[What the task asks]: Find every line containing the word "return" in the records below; report only how many there are.
---- Data for analysis
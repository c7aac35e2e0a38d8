//! WebSocket relay connector

use async_trait::async_trait;
use futures::{SinkExt, StreamExt};
use tokio::sync::mpsc;
use tokio_tungstenite::{connect_async, tungstenite::Message};
use tracing::{debug, error, info, trace, warn};

use super::error::TransportError;
use super::transport::{RelayConnector, RelayLink};

/// Opens relay connections over WebSocket
#[derive(Debug, Clone, Default)]
pub struct WsRelayConnector;

impl WsRelayConnector {
    pub fn new() -> Self {
        Self
    }
}

#[async_trait]
impl RelayConnector for WsRelayConnector {
    async fn open(&self, url: &str) -> Result<RelayLink, TransportError> {
        if !(url.starts_with("ws://") || url.starts_with("wss://")) {
            return Err(TransportError::InvalidUrl(url.to_string()));
        }

        let (ws_stream, _) = connect_async(url)
            .await
            .map_err(|e| TransportError::ConnectionFailed(e.to_string()))?;
        info!("Connected to relay: {}", url);

        let (outbound_tx, outbound_rx) = mpsc::unbounded_channel();
        let (inbound_tx, inbound_rx) = mpsc::unbounded_channel();

        let url = url.to_string();
        tokio::spawn(async move {
            if let Err(e) = relay_task(&url, ws_stream, outbound_rx, inbound_tx).await {
                error!("Relay {} error: {}", url, e);
            }
        });

        Ok(RelayLink {
            outbound: outbound_tx,
            inbound: inbound_rx,
        })
    }
}

type WsStream =
    tokio_tungstenite::WebSocketStream<tokio_tungstenite::MaybeTlsStream<tokio::net::TcpStream>>;

/// Pump frames between the socket and the link channels until either side
/// closes
async fn relay_task(
    url: &str,
    ws_stream: WsStream,
    mut outbound: mpsc::UnboundedReceiver<String>,
    inbound: mpsc::UnboundedSender<String>,
) -> Result<(), TransportError> {
    let (mut write, mut read) = ws_stream.split();

    loop {
        tokio::select! {
            biased;
            text = outbound.recv() => match text {
                Some(text) => {
                    trace!("Relay {} <- {}", url, text);
                    write
                        .send(Message::Text(text.into()))
                        .await
                        .map_err(|e| TransportError::SendFailed(e.to_string()))?;
                }
                None => {
                    debug!("Closing relay connection: {}", url);
                    let _ = write.send(Message::Close(None)).await;
                    let _ = write.close().await;
                    break;
                }
            },
            msg = read.next() => match msg {
                Some(Ok(Message::Text(text))) => {
                    if inbound.send(text.to_string()).is_err() {
                        // Transport disconnected; flush what it queued before leaving
                        while let Ok(text) = outbound.try_recv() {
                            let _ = write.send(Message::Text(text.into())).await;
                        }
                        let _ = write.close().await;
                        break;
                    }
                }
                Some(Ok(Message::Ping(data))) => {
                    let _ = write.send(Message::Pong(data)).await;
                }
                Some(Ok(Message::Close(_))) | None => {
                    warn!("WebSocket closed: {}", url);
                    break;
                }
                Some(Err(e)) => {
                    return Err(TransportError::ConnectionFailed(e.to_string()));
                }
                _ => {}
            },
        }
    }

    Ok(())
}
--------
[Result for this exercise]: 2